Researchers identified specific secondary structures called G-quadruplexes (GQ) in the RNA of the virus that could act as drug binding sites
Efforts to find an effective treatment for the Zika virus could get a boost with researchers at the Indian Institute of Technology-Indore (IIT-Indore) identifying some structures in the genetic makeup of the virus that could be used as targets for drugs. The COVID-19 pandemic has highlighted the threat posed by emerging and re-emerging diseases to public health across the world. This has led to an increase in the focus of medical research on the development of effective drugs and vaccines against them. Zika is one such virus. The World Health Organisation (WHO) had declared it as a public health emergency of international concern after an outbreak in Brazil in 2015. Zika is a mosquito-borne virus. Around 86 countries have reported cases of Zika to date, thus making it a major cause for concern. It is found to be associated with neurological complications like Microcephaly in children and Guillain-Barré syndrome in adults. Studies have also shown that infection in pregnant women may lead to congenital abnormalities in the developing fetus or the neonates. However, at present, there is no specific vaccine or medicine for Zika virus.

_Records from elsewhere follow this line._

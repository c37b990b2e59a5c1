use crate::models::Station;

/// What the caller should do with the playback sink after a play request.
#[derive(Debug, Clone, PartialEq, Eq)]
pub enum PlayDecision {
    /// Load and start this URL. The sink replaces any prior source itself,
    /// so one load is the whole side effect.
    Start(String),
    /// The station is already active. No sink call.
    AlreadyPlaying,
}

/// Station list, filter state, and the single active station.
///
/// This is the whole browsing state of the app. It performs no I/O and never
/// touches the sink; the controller applies the decisions it returns. The
/// visible set is derived on demand from `all_stations` and the two filters,
/// and playback state has no effect on it.
#[derive(Debug, Default)]
pub struct StationBrowser {
    all_stations: Vec<Station>,
    total_count: usize,
    search_query: String,
    selected_country: String,
    current: Option<Station>,
}

impl StationBrowser {
    pub fn new() -> Self {
        Self::default()
    }

    /// Wholesale replacement after a successful load. Filters and the active
    /// station carry over; the visible set is re-derived under them.
    pub fn set_stations(&mut self, stations: Vec<Station>, count: usize) {
        self.all_stations = stations;
        self.total_count = count;
    }

    /// The count reported by the last successful load. Drives the station
    /// count label; filtering does not change it.
    pub fn total_count(&self) -> usize {
        self.total_count
    }

    pub fn set_search_query(&mut self, query: &str) {
        self.search_query = query.trim().to_lowercase();
    }

    pub fn search_query(&self) -> &str {
        &self.search_query
    }

    /// Empty string clears the filter.
    pub fn set_country_filter(&mut self, country: &str) {
        self.selected_country = country.to_string();
    }

    pub fn selected_country(&self) -> &str {
        &self.selected_country
    }

    /// The stations passing both filters, in load order.
    pub fn visible_stations(&self) -> Vec<&Station> {
        self.all_stations
            .iter()
            .filter(|s| self.matches_search(s))
            .filter(|s| self.matches_country(s))
            .collect()
    }

    fn matches_search(&self, station: &Station) -> bool {
        if self.search_query.is_empty() {
            return true;
        }
        station.name.to_lowercase().contains(&self.search_query)
    }

    /// A station with no country never matches a non-empty selection.
    fn matches_country(&self, station: &Station) -> bool {
        if self.selected_country.is_empty() {
            return true;
        }
        station
            .country
            .as_deref()
            .unwrap_or("")
            .eq_ignore_ascii_case(&self.selected_country)
    }

    /// Re-clicking the active station is a no-op; anything else becomes the
    /// new active station and asks the caller for exactly one sink load.
    pub fn play(&mut self, station: &Station) -> PlayDecision {
        if let Some(current) = &self.current {
            if current.same_stream(station) {
                return PlayDecision::AlreadyPlaying;
            }
        }
        self.current = Some(station.clone());
        PlayDecision::Start(station.stream_url.clone())
    }

    /// Clears the active station. Returns whether there was one, so the
    /// caller halts the sink exactly once.
    pub fn stop(&mut self) -> bool {
        self.current.take().is_some()
    }

    pub fn current(&self) -> Option<&Station> {
        self.current.as_ref()
    }
}

#[cfg(test)]
mod tests {
    use super::*;

    fn station(name: &str, country: Option<&str>, url: &str) -> Station {
        Station {
            name: name.into(),
            stream_url: url.into(),
            homepage: None,
            country: country.map(str::to_string),
            tags: None,
            codec: None,
            bitrate: None,
        }
    }

    fn loaded() -> StationBrowser {
        let mut b = StationBrowser::new();
        b.set_stations(
            vec![
                station("Jazz FM", Some("France"), "u1"),
                station("Rock Hits", Some("Germany"), "u2"),
            ],
            2,
        );
        b
    }

    fn urls(b: &StationBrowser) -> Vec<&str> {
        b.visible_stations()
            .iter()
            .map(|s| s.stream_url.as_str())
            .collect()
    }

    #[test]
    fn search_filters_by_name_case_insensitive() {
        let mut b = loaded();
        b.set_search_query("  JAZZ ");
        assert_eq!(urls(&b), ["u1"]);
    }

    #[test]
    fn clearing_search_restores_country_filtered_set() {
        let mut b = loaded();
        b.set_country_filter("Germany");
        let before: Vec<String> = urls(&b).iter().map(|s| s.to_string()).collect();
        b.set_search_query("jazz");
        b.set_search_query("");
        let after: Vec<String> = urls(&b).iter().map(|s| s.to_string()).collect();
        assert_eq!(after, before);
    }

    #[test]
    fn filters_commute() {
        let mut ab = loaded();
        ab.set_search_query("rock");
        ab.set_country_filter("Germany");

        let mut ba = loaded();
        ba.set_country_filter("Germany");
        ba.set_search_query("rock");

        assert_eq!(urls(&ab), urls(&ba));
        assert_eq!(urls(&ab), ["u2"]);
    }

    #[test]
    fn country_match_is_case_insensitive() {
        let mut b = loaded();
        b.set_country_filter("france");
        assert_eq!(urls(&b), ["u1"]);
    }

    #[test]
    fn missing_country_never_matches_a_selection() {
        let mut b = StationBrowser::new();
        b.set_stations(vec![station("Nowhere FM", None, "u9")], 1);
        b.set_country_filter("France");
        assert!(urls(&b).is_empty());
        b.set_country_filter("");
        assert_eq!(urls(&b), ["u9"]);
    }

    #[test]
    fn filter_intersection_scenario() {
        let mut b = loaded();
        b.set_search_query("jazz");
        assert_eq!(urls(&b), ["u1"]);
        b.set_country_filter("Germany");
        assert!(urls(&b).is_empty());
        b.set_country_filter("");
        b.set_search_query("");
        assert_eq!(urls(&b), ["u1", "u2"]);
    }

    #[test]
    fn play_is_idempotent_per_stream_url() {
        let mut b = loaded();
        let s = station("Jazz FM", Some("France"), "u1");
        assert_eq!(b.play(&s), PlayDecision::Start("u1".into()));
        assert_eq!(b.play(&s), PlayDecision::AlreadyPlaying);
        assert_eq!(b.current().unwrap().stream_url, "u1");
    }

    #[test]
    fn switching_stations_yields_one_replace_start() {
        let mut b = loaded();
        let a = station("Jazz FM", Some("France"), "u1");
        let c = station("Rock Hits", Some("Germany"), "u2");
        assert_eq!(b.play(&a), PlayDecision::Start("u1".into()));
        // A single Start: the sink's source replacement is the only stop.
        assert_eq!(b.play(&c), PlayDecision::Start("u2".into()));
        assert_eq!(b.current().unwrap().stream_url, "u2");
    }

    #[test]
    fn stop_clears_once_and_is_idempotent() {
        let mut b = loaded();
        let s = station("Jazz FM", Some("France"), "u1");
        b.play(&s);
        assert!(b.stop());
        assert!(b.current().is_none());
        assert!(!b.stop());
    }

    #[test]
    fn filtering_does_not_stop_playback() {
        let mut b = loaded();
        let s = station("Jazz FM", Some("France"), "u1");
        b.play(&s);
        b.set_country_filter("Germany");
        assert!(urls(&b).iter().all(|u| *u != "u1"));
        assert_eq!(b.current().unwrap().stream_url, "u1");
    }

    #[test]
    fn active_is_keyed_by_url_not_name() {
        let mut b = StationBrowser::new();
        let first = station("Duplicate", Some("France"), "u1");
        let second = station("Duplicate", Some("France"), "u2");
        b.set_stations(vec![first.clone(), second.clone()], 2);
        b.play(&first);
        let current = b.current().unwrap();
        assert!(current.same_stream(&first));
        assert!(!current.same_stream(&second));
    }

    #[test]
    fn reload_keeps_filters_and_current() {
        let mut b = loaded();
        let s = station("Jazz FM", Some("France"), "u1");
        b.play(&s);
        b.set_search_query("rock");
        b.set_stations(vec![station("Rock Hits", Some("Germany"), "u2")], 1);
        assert_eq!(urls(&b), ["u2"]);
        assert_eq!(b.total_count(), 1);
        assert_eq!(b.current().unwrap().stream_url, "u1");
    }
}
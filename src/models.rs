use serde::Deserialize;

/// One radio station as served by the backend. Everything beyond the name and
/// the stream URL is optional metadata from the scraper.
#[derive(Debug, Clone, PartialEq, Eq, Deserialize)]
pub struct Station {
    pub name: String,
    pub stream_url: String,
    #[serde(default)]
    pub homepage: Option<String>,
    #[serde(default)]
    pub country: Option<String>,
    #[serde(default)]
    pub tags: Option<String>,
    #[serde(default)]
    pub codec: Option<String>,
    #[serde(default)]
    pub bitrate: Option<u32>,
}

/// Tag substrings and the icon each one selects. First match wins.
const ICON_TABLE: &[(&str, &str)] = &[
    ("news", "📰"),
    ("music", "🎵"),
    ("sport", "⚽"),
    ("talk", "🎙"),
    ("religious", "🙏"),
    ("christian", "🙏"),
    ("catholic", "🙏"),
    ("jazz", "🎷"),
    ("rock", "🎸"),
    ("classical", "🎻"),
];

const DEFAULT_ICON: &str = "📻";

impl Station {
    /// Stations are the same iff their stream URLs match. Names are not
    /// unique and must never be used for identity.
    pub fn same_stream(&self, other: &Station) -> bool {
        self.stream_url == other.stream_url
    }

    pub fn country_display(&self) -> &str {
        match self.country.as_deref() {
            Some(c) if !c.is_empty() => c,
            _ => "Unknown",
        }
    }

    pub fn codec_display(&self) -> &str {
        match self.codec.as_deref() {
            Some(c) if !c.is_empty() => c,
            _ => "Unknown",
        }
    }

    /// A zero bitrate means the scraper could not determine one.
    pub fn bitrate_display(&self) -> String {
        match self.bitrate {
            Some(b) if b > 0 => b.to_string(),
            _ => "?".to_string(),
        }
    }

    pub fn icon(&self) -> &'static str {
        let tags = self.tags.as_deref().unwrap_or("").to_lowercase();
        ICON_TABLE
            .iter()
            .find(|(needle, _)| tags.contains(needle))
            .map(|(_, icon)| *icon)
            .unwrap_or(DEFAULT_ICON)
    }

    /// `"France • MP3 • 128 kbps"`, with display defaults for missing fields.
    pub fn meta_line(&self) -> String {
        format!(
            "{} • {} • {} kbps",
            self.country_display(),
            self.codec_display(),
            self.bitrate_display()
        )
    }
}

#[cfg(test)]
mod tests {
    use super::*;

    fn station(tags: Option<&str>) -> Station {
        Station {
            name: "Test FM".into(),
            stream_url: "http://example.com/stream".into(),
            homepage: None,
            country: None,
            tags: tags.map(str::to_string),
            codec: None,
            bitrate: None,
        }
    }

    #[test]
    fn parses_station_with_missing_fields() {
        let s: Station =
            serde_json::from_str(r#"{"name":"Jazz FM","stream_url":"http://j/1"}"#).unwrap();
        assert_eq!(s.name, "Jazz FM");
        assert_eq!(s.country, None);
        assert_eq!(s.bitrate, None);
    }

    #[test]
    fn display_defaults_for_missing_fields() {
        let s = station(None);
        assert_eq!(s.country_display(), "Unknown");
        assert_eq!(s.codec_display(), "Unknown");
        assert_eq!(s.bitrate_display(), "?");
        assert_eq!(s.meta_line(), "Unknown • Unknown • ? kbps");
    }

    #[test]
    fn zero_bitrate_displays_as_unknown() {
        let mut s = station(None);
        s.bitrate = Some(0);
        assert_eq!(s.bitrate_display(), "?");
        s.bitrate = Some(128);
        assert_eq!(s.bitrate_display(), "128");
    }

    #[test]
    fn icon_first_match_wins() {
        // "news" precedes "talk" in the table even though both substrings match.
        let s = station(Some("talk,news"));
        assert_eq!(s.icon(), "📰");
        assert_eq!(station(Some("Smooth JAZZ")).icon(), "🎷");
        assert_eq!(station(Some("catholic radio")).icon(), "🙏");
        assert_eq!(station(Some("")).icon(), "📻");
        assert_eq!(station(None).icon(), "📻");
    }
}
//! Resolution of configuration file names against a base directory

use crate::config::{expand_home, validate_config_dir};
use crate::error::Result;
use std::path::{Path, PathBuf};

/// Resolves bare filenames or paths to the file that should be read
#[derive(Debug, Clone, Default, PartialEq, Eq)]
pub struct PathResolver {
    base: Option<PathBuf>,
}

impl PathResolver {
    /// Create a resolver without a base directory
    pub fn new() -> Self {
        Self::default()
    }

    /// Create a resolver rooted at `base`
    ///
    /// # Errors
    ///
    /// Returns [`Error::InvalidPath`](crate::Error::InvalidPath) if `base` is not
    /// an existing directory.
    pub fn with_base(base: impl Into<PathBuf>) -> Result<Self> {
        let mut resolver = Self::new();
        resolver.set_base(Some(base.into()))?;
        Ok(resolver)
    }

    /// Base directory, if any
    pub fn base(&self) -> Option<&Path> {
        self.base.as_deref()
    }

    /// Replace the base directory; `None` clears it
    ///
    /// # Errors
    ///
    /// Returns [`Error::InvalidPath`](crate::Error::InvalidPath) if the new base
    /// is not an existing directory. The previous base is kept in that case.
    pub fn set_base(&mut self, base: Option<PathBuf>) -> Result<()> {
        let base = base
            .filter(|p| !p.as_os_str().is_empty())
            .map(expand_home);
        if let Some(dir) = &base {
            validate_config_dir(dir)?;
        }
        self.base = base;
        Ok(())
    }

    /// Resolve `file_path`.
    ///
    /// An existing file is returned unchanged. Otherwise the path, with any
    /// leading separators trimmed, is joined onto the base directory.
    /// Returns `None` for an empty input or when no base is configured.
    pub fn resolve(&self, file_path: impl AsRef<Path>) -> Option<PathBuf> {
        let file_path = file_path.as_ref();
        if file_path.as_os_str().is_empty() {
            return None;
        }

        if file_path.is_file() {
            return Some(file_path.to_path_buf());
        }

        let base = self.base.as_ref()?;
        let raw = file_path.to_string_lossy();
        let relative = raw.trim_start_matches(['/', '\\']);
        Some(base.join(relative))
    }
}
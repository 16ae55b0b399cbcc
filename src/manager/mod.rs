//! Configuration manager module
//!
//! This module contains the [`ConfigManager`] struct which is the primary entry point
//! for loading, querying and caching configuration.

mod builder;
mod cache;
mod core;
mod io;
mod operations;

pub use builder::ConfigManagerBuilder;
pub use self::core::ConfigManager;
//! XML configuration files
//!
//! The root element is discarded and its children become top-level keys.
//! Attributes are stored as `@name`, repeated sibling elements become a
//! list, and text content is converted like INI values. An element holding
//! both children and text keeps the text under `#text`.

use super::{Parser, read_source, typed_scalar};
use crate::config::ConfigMap;
use crate::error::{Error, Result};
use quick_xml::events::{BytesStart, Event};
use quick_xml::reader::Reader;
use serde_json::Value;
use serde_json::map::Entry;
use std::path::Path;

const TEXT_KEY: &str = "#text";

/// Parser for `.xml` files
#[derive(Debug, Clone, Copy, Default)]
pub struct XmlParser;

impl Parser for XmlParser {
    fn parse(&self, path: &Path) -> Result<ConfigMap> {
        let content = read_source(path)?;
        let root = read_root(&content).map_err(|reason| Error::parse(path, reason))?;

        let Some(root) = root else {
            return Ok(ConfigMap::new());
        };
        if root.children.is_empty() && !root.text.is_empty() {
            return Err(Error::InvalidFormat(format!(
                "root element <{}> of '{}' holds text, not a mapping",
                root.name,
                path.display()
            )));
        }
        Ok(root.children)
    }
}

struct Element {
    name: String,
    children: ConfigMap,
    text: String,
}

impl Element {
    fn open(start: &BytesStart<'_>) -> std::result::Result<Self, String> {
        let name = std::str::from_utf8(start.name().as_ref())
            .map_err(|e| format!("invalid element name: {e}"))?
            .to_string();

        let mut children = ConfigMap::new();
        for attr in start.attributes() {
            let attr = attr.map_err(|e| format!("invalid attribute in <{name}>: {e}"))?;
            let key = std::str::from_utf8(attr.key.as_ref())
                .map_err(|e| format!("invalid attribute name in <{name}>: {e}"))?;
            let value = attr
                .unescape_value()
                .map_err(|e| format!("invalid attribute value in <{name}>: {e}"))?;
            children.insert(format!("@{key}"), typed_scalar(&value));
        }

        Ok(Self {
            name,
            children,
            text: String::new(),
        })
    }

    fn close(mut self) -> (String, Value) {
        let text = self.text.trim();
        let value = if self.children.is_empty() {
            if text.is_empty() {
                Value::Null
            } else {
                typed_scalar(text)
            }
        } else {
            if !text.is_empty() {
                self.children
                    .insert(TEXT_KEY.to_string(), Value::String(text.to_string()));
            }
            Value::Object(self.children)
        };
        (self.name, value)
    }

    fn add_child(&mut self, name: String, value: Value) {
        match self.children.entry(name) {
            Entry::Vacant(slot) => {
                slot.insert(value);
            }
            Entry::Occupied(mut slot) => match slot.get_mut() {
                Value::Array(items) => items.push(value),
                existing => {
                    let first = existing.take();
                    *existing = Value::Array(vec![first, value]);
                }
            },
        }
    }
}

fn read_root(content: &str) -> std::result::Result<Option<Element>, String> {
    let mut reader = Reader::from_str(content);
    reader.config_mut().trim_text(true);

    let mut stack: Vec<Element> = Vec::new();
    let mut root: Option<Element> = None;

    loop {
        let event = reader
            .read_event()
            .map_err(|e| format!("invalid XML at byte {}: {e}", reader.buffer_position()))?;

        match event {
            Event::Start(start) => {
                if root.is_some() {
                    return Err("multiple root elements".to_string());
                }
                stack.push(Element::open(&start)?);
            }
            Event::Empty(start) => {
                let element = Element::open(&start)?;
                match stack.last_mut() {
                    Some(parent) => {
                        let (name, value) = element.close();
                        parent.add_child(name, value);
                    }
                    None if root.is_none() => root = Some(element),
                    None => return Err("multiple root elements".to_string()),
                }
            }
            Event::Text(text) => {
                let text = text.unescape().map_err(|e| format!("invalid text: {e}"))?;
                if let Some(current) = stack.last_mut() {
                    current.text.push_str(&text);
                }
            }
            Event::CData(data) => {
                let data = String::from_utf8(data.into_inner().into_owned())
                    .map_err(|e| format!("invalid CDATA: {e}"))?;
                if let Some(current) = stack.last_mut() {
                    current.text.push_str(&data);
                }
            }
            Event::End(_) => {
                let element = stack
                    .pop()
                    .ok_or_else(|| "unexpected closing tag".to_string())?;
                match stack.last_mut() {
                    Some(parent) => {
                        let (name, value) = element.close();
                        parent.add_child(name, value);
                    }
                    None => root = Some(element),
                }
            }
            Event::Eof => break,
            _ => {}
        }
    }

    if let Some(open) = stack.last() {
        return Err(format!("unclosed element <{}>", open.name));
    }
    Ok(root)
}

#[cfg(test)]
mod tests {
    use super::*;
    use serde_json::json;
    use tempfile::tempdir;

    fn parse_str(content: &str) -> Result<ConfigMap> {
        let dir = tempdir().unwrap();
        let path = dir.path().join("config.xml");
        std::fs::write(&path, content).unwrap();
        XmlParser.parse(&path)
    }

    #[test]
    fn test_xml_parser() {
        let config = parse_str(
            r#"<?xml version="1.0" encoding="UTF-8"?>
<config>
    <!-- connection -->
    <database driver="mysql">
        <host>localhost</host>
        <port>3306</port>
        <password><![CDATA[p<a>ss]]></password>
    </database>
    <debug>true</debug>
    <server>a</server>
    <server>b</server>
    <empty/>
    <title>Tom &amp; Jerry</title>
</config>
"#,
        )
        .unwrap();

        assert_eq!(config["database"]["@driver"], json!("mysql"));
        assert_eq!(config["database"]["host"], json!("localhost"));
        assert_eq!(config["database"]["port"], json!(3306));
        assert_eq!(config["database"]["password"], json!("p<a>ss"));
        assert_eq!(config["debug"], json!(true));
        assert_eq!(config["server"], json!(["a", "b"]));
        assert_eq!(config["empty"], Value::Null);
        assert_eq!(config["title"], json!("Tom & Jerry"));
    }

    #[test]
    fn test_xml_mixed_content() {
        let config = parse_str("<root><note>hello<b>1</b></note></root>").unwrap();

        assert_eq!(config["note"]["#text"], json!("hello"));
        assert_eq!(config["note"]["b"], json!(1));
    }

    #[test]
    fn test_xml_parser_malformed() {
        let err = parse_str("<root><a>1</b></root>").unwrap_err();
        assert!(err.is_parse_error());

        let err = parse_str("<root><a>1</a>").unwrap_err();
        assert!(err.is_parse_error());
    }

    #[test]
    fn test_xml_text_root_rejected() {
        assert!(matches!(
            parse_str("<root>just text</root>"),
            Err(Error::InvalidFormat(_))
        ));
    }
}
//! Builder for ConfigManager
//!
//! This module contains [`ConfigManagerBuilder`] which provides a fluent API
//! for creating a [`ConfigManager`](super::ConfigManager).

use crate::config::ConfigOptionsBuilder;
use crate::error::Result;
use crate::parsers::ParserFactory;
use std::path::PathBuf;

use super::ConfigManager;

/// Builder for creating a [`ConfigManager`] with a fluent API.
///
/// # Example
///
/// ```rust
/// use flatconf::{ConfigManager, JsonParser, parsers::factory};
///
/// let manager = ConfigManager::builder()
///     .flatten(true)
///     .max_depth(4)
///     .with_parser("jsonc", factory::<JsonParser>())
///     .build()?;
///
/// assert!(manager.parsers().contains("jsonc"));
/// # Ok::<(), flatconf::Error>(())
/// ```
#[derive(Default)]
pub struct ConfigManagerBuilder {
    options: ConfigOptionsBuilder,
    parsers: Vec<(String, ParserFactory)>,
}

impl ConfigManagerBuilder {
    /// Create a new builder with default options
    pub fn new() -> Self {
        Self::default()
    }

    /// Set the directory bare file names are resolved against.
    ///
    /// Supports `~` expansion for home directory.
    pub fn config_path(mut self, path: impl Into<PathBuf>) -> Self {
        self.options = self.options.config_path(path);
        self
    }

    /// Enable or disable flattening (default: enabled)
    pub fn flatten(mut self, flatten: bool) -> Self {
        self.options = self.options.flatten(flatten);
        self
    }

    /// Set the maximum nesting depth (default: 10)
    pub fn max_depth(mut self, depth: usize) -> Self {
        self.options = self.options.max_depth(depth);
        self
    }

    /// Register a parser for `extension`, replacing any built-in one
    pub fn with_parser(mut self, extension: impl Into<String>, factory: ParserFactory) -> Self {
        self.parsers.push((extension.into(), factory));
        self
    }

    /// Build the [`ConfigManager`].
    ///
    /// # Errors
    ///
    /// * [`Error::InvalidPath`](crate::Error::InvalidPath) if the config path is
    ///   not an existing directory
    /// * [`Error::InvalidArgument`](crate::Error::InvalidArgument) if the max
    ///   depth is 0
    /// * [`Error::InvalidParser`](crate::Error::InvalidParser) if a parser
    ///   extension is invalid
    pub fn build(self) -> Result<ConfigManager> {
        let mut manager = ConfigManager::new(self.options.build())?;
        manager.parsers.load_parsers(self.parsers)?;
        Ok(manager)
    }
}
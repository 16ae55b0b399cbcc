//! Common test utilities for flatconf integration tests
//!
//! Provides a temp directory seeded with configuration files and a manager
//! rooted in it.

#![allow(dead_code)]

use flatconf::ConfigManager;
use std::path::{Path, PathBuf};
use tempfile::TempDir;

// =============================================================================
// Fixture Files
// =============================================================================

pub const CONFIG_JSON: &str = r#"{
    "database": {
        "host": "localhost",
        "port": 3306,
        "credentials": {"user": "root", "password": "secret"}
    },
    "debug": false
}"#;

pub const APP_CONF: &str = "\
# application
name = demo
workers: 4
verbose yes
";

pub const ROUTES_PHP: &str = "\
<?php
return [
    'home' => '/',
    'admin' => ['path' => '/admin', 'secure' => true],
];
";

pub const CUSTOM_FILE: &str = "\
# key -> value pairs
first -> one
second -> two
";

// =============================================================================
// Test Fixture
// =============================================================================

/// Temp directory with fixture files and a manager resolving against it
pub struct TestFixture {
    pub temp_dir: TempDir,
    pub manager: ConfigManager,
}

impl TestFixture {
    /// Create a new test fixture with default options
    pub fn new() -> Self {
        init_logging();
        let temp_dir = TempDir::new().expect("Failed to create temp dir");
        write_file(temp_dir.path(), "config.json", CONFIG_JSON);
        write_file(temp_dir.path(), "app.conf", APP_CONF);
        write_file(temp_dir.path(), "routes.php", ROUTES_PHP);
        write_file(temp_dir.path(), "pairs.custom", CUSTOM_FILE);

        let manager = ConfigManager::builder()
            .config_path(temp_dir.path())
            .build()
            .expect("Failed to create manager");

        Self { temp_dir, manager }
    }

    /// Path inside the fixture directory
    pub fn path(&self, name: &str) -> PathBuf {
        self.temp_dir.path().join(name)
    }

    /// Write an extra file into the fixture directory
    pub fn write(&self, name: &str, content: &str) -> PathBuf {
        write_file(self.temp_dir.path(), name, content)
    }
}

pub fn write_file(dir: &Path, name: &str, content: &str) -> PathBuf {
    let path = dir.join(name);
    if let Some(parent) = path.parent() {
        std::fs::create_dir_all(parent).expect("Failed to create fixture dir");
    }
    std::fs::write(&path, content).expect("Failed to write fixture");
    path
}

pub fn init_logging() {
    let _ = env_logger::builder().is_test(true).try_init();
}
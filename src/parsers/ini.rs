use super::{Parser, read_source, typed_scalar};
use crate::config::ConfigMap;
use crate::error::{Error, Result};
use ::ini::{Ini, ParseOption, Properties};
use serde_json::Value;
use std::path::Path;

/// Parser for `.ini` files
///
/// Keys before the first section are top-level; each `[section]` becomes a
/// nested mapping. `key[] = value` lines collect into a list.
#[derive(Debug, Clone, Copy, Default)]
pub struct IniParser;

impl Parser for IniParser {
    fn parse(&self, path: &Path) -> Result<ConfigMap> {
        let content = read_source(path)?;
        let options = ParseOption {
            enabled_quote: false,
            enabled_escape: false,
            ..ParseOption::default()
        };
        let ini = Ini::load_from_str_opt(&content, options)
            .map_err(|e| Error::parse(path, format!("invalid INI: {e}")))?;

        let mut out = ConfigMap::new();
        for (section, props) in ini.iter() {
            match section {
                None => collect_properties(props, &mut out),
                Some(name) => {
                    let mut nested = match out.shift_remove(name) {
                        Some(Value::Object(existing)) => existing,
                        _ => ConfigMap::new(),
                    };
                    collect_properties(props, &mut nested);
                    out.insert(name.to_string(), Value::Object(nested));
                }
            }
        }
        Ok(out)
    }
}

fn collect_properties(props: &Properties, out: &mut ConfigMap) {
    for (key, raw) in props.iter() {
        let value = typed_scalar(raw);
        match key.strip_suffix("[]") {
            Some(list_key) => match out.get_mut(list_key) {
                Some(Value::Array(items)) => items.push(value),
                _ => {
                    out.insert(list_key.to_string(), Value::Array(vec![value]));
                }
            },
            None => {
                out.insert(key.to_string(), value);
            }
        }
    }
}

A recent study by a team of scientists from IIT Indore promises to help address the problem. They have identified specific secondary structures called G-quadruplexes (GQ) in the RNA of the virus that could act as drug binding sites. These structures made of nucleic acids have proven to be effective drug-targeting sites for anti-cancer treatment and is recently being explored for other diseases as well. In association with a research group from the University of Nebraska-Lincoln, USA, the team has also characterized and evaluated the interaction patterns of the genetic sequences in the virus that form the G-quadruplex structures with some drug molecules. Speaking to India Science Wire, Dr. Amit Kumar and Dr. Debasis Nayak, from IIT Indore who conceptualized the work along with Prof. Asit K. Pattnaik from University of Nebraska-Lincoln, USA, said, “We treated cells infected with the virus and found a significant decrease in the viral replication and in turn in the viral growth. It is clear that the molecules are effective against the virus. Our study can open up new avenues for control and mitigation of Zika virus”. A report on the research work was recently published in Molecular Therapy-Nucleic Acids (Cell Press).